An upper respiratory infection caused by group A β-hemolytic streptococcus (Streptococcus pyogenes). Incubation period is generally 1 to 2 days. Symptoms usually begin with a fever and sore throat; chills, vomiting, abdominal pain, and malaise may occur as well. The typical “strawberry” tongue (Fig. 13-9) is caused by the exotoxin produced by the bacteria. A fine rash on the chest, neck, groin, and thighs are characteristic also. Once a serious childhood disease, upper respiratory infection is now generally treatable with antibiotics.

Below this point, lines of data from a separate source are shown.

//! Runtime combat state owned by the coordinator.

use std::fmt;

/// Opaque handle to an entity owned by the host simulation.
#[derive(Clone, Copy, Debug, PartialEq, Eq, PartialOrd, Ord, Hash)]
#[cfg_attr(feature = "serde", derive(serde::Serialize, serde::Deserialize))]
pub struct EntityRef(pub u32);

impl fmt::Display for EntityRef {
    fn fmt(&self, f: &mut fmt::Formatter<'_>) -> fmt::Result {
        write!(f, "#{}", self.0)
    }
}

/// Coarse combat gate used by cosmetic systems (music, UI).
///
/// Independent of the AI state machine.
#[derive(Clone, Copy, Debug, Default, PartialEq, Eq, Hash, strum::Display)]
#[cfg_attr(feature = "serde", derive(serde::Serialize, serde::Deserialize))]
pub enum CombatState {
    #[default]
    NotInCombat,
    InCombat,
}

/// Health and combat flags for one boss instance.
///
/// `health` only decreases and `phase_index` never decreases for the lifetime
/// of the boss. Both invariants are enforced by the coordinator.
#[derive(Clone, Debug, PartialEq)]
#[cfg_attr(feature = "serde", derive(serde::Serialize, serde::Deserialize))]
pub struct BossCombatState {
    pub health: f32,
    pub max_health: f32,
    pub phase_index: usize,
    pub is_invulnerable: bool,
    pub in_combat: bool,
    pub target: Option<EntityRef>,
    pub is_dead: bool,
}

impl BossCombatState {
    pub fn new(max_health: f32) -> Self {
        Self {
            health: max_health,
            max_health,
            phase_index: 0,
            is_invulnerable: false,
            in_combat: false,
            target: None,
            is_dead: false,
        }
    }

    /// Current health as a percentage of max health (0-100).
    pub fn health_percent(&self) -> f32 {
        if self.max_health <= 0.0 {
            return 0.0;
        }
        (self.health / self.max_health * 100.0).clamp(0.0, 100.0)
    }

    pub fn combat_state(&self) -> CombatState {
        if self.in_combat {
            CombatState::InCombat
        } else {
            CombatState::NotInCombat
        }
    }

    /// Subtracts damage, flooring at zero. Returns the health actually removed.
    pub(crate) fn take_damage(&mut self, amount: f32) -> f32 {
        let before = self.health;
        self.health = (self.health - amount).max(0.0);
        if self.health <= 0.0 {
            self.health = 0.0;
            self.is_dead = true;
        }
        before - self.health
    }

    /// Raises the phase index, ignoring attempts to lower it.
    pub(crate) fn advance_phase(&mut self, phase: usize) {
        if phase < self.phase_index {
            tracing::warn!(
                "Ignoring phase index decrease {} -> {}",
                self.phase_index,
                phase
            );
            return;
        }
        self.phase_index = phase;
    }
}

#[cfg(test)]
mod tests {
    use super::*;

    #[test]
    fn damage_floors_at_zero_and_marks_dead() {
        let mut state = BossCombatState::new(100.0);
        assert_eq!(state.take_damage(30.0), 30.0);
        assert_eq!(state.health_percent(), 70.0);

        assert_eq!(state.take_damage(500.0), 70.0);
        assert_eq!(state.health, 0.0);
        assert!(state.is_dead);
    }

    #[test]
    fn phase_index_never_decreases() {
        let mut state = BossCombatState::new(100.0);
        state.advance_phase(2);
        state.advance_phase(1);
        assert_eq!(state.phase_index, 2);
    }
}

Bronchiolitis is a common infection in young children 2 to 12 months of age and is caused by the respiratory syncytial virus (RSV), a myxovirus. It is transmitted directly by oral droplet and occurs more frequently in the winter months. Predisposing factors include a familial history of asthma and the presence of cigarette smoke. Bronchiolitis varies in severity. The virus causes necrosis and inflammation in the small bronchi and bronchioles, with edema, increased secretions, and reflex bronchospasm leading to obstruction of the small airways. Signs include wheezing and dyspnea; rapid, shallow respirations; cough; rales; chest retractions; fever; and malaise. There may be areas of hyperinflation with air trapping due to partial obstruction (see Fig. 13-19C) or areas of atelectasis or nonaeration resulting from total obstruction (see Fig. 13-24). Treatment is supportive and symptomatic, with monitoring of blood gases in severe cases to ensure that oxygen levels are adequate. Respiratory syncytial virus-immunoglobulin serum or palivizumab, an RSV monoclonal antibody, may be administered to reduce the severity of infection, particularly in premature infants.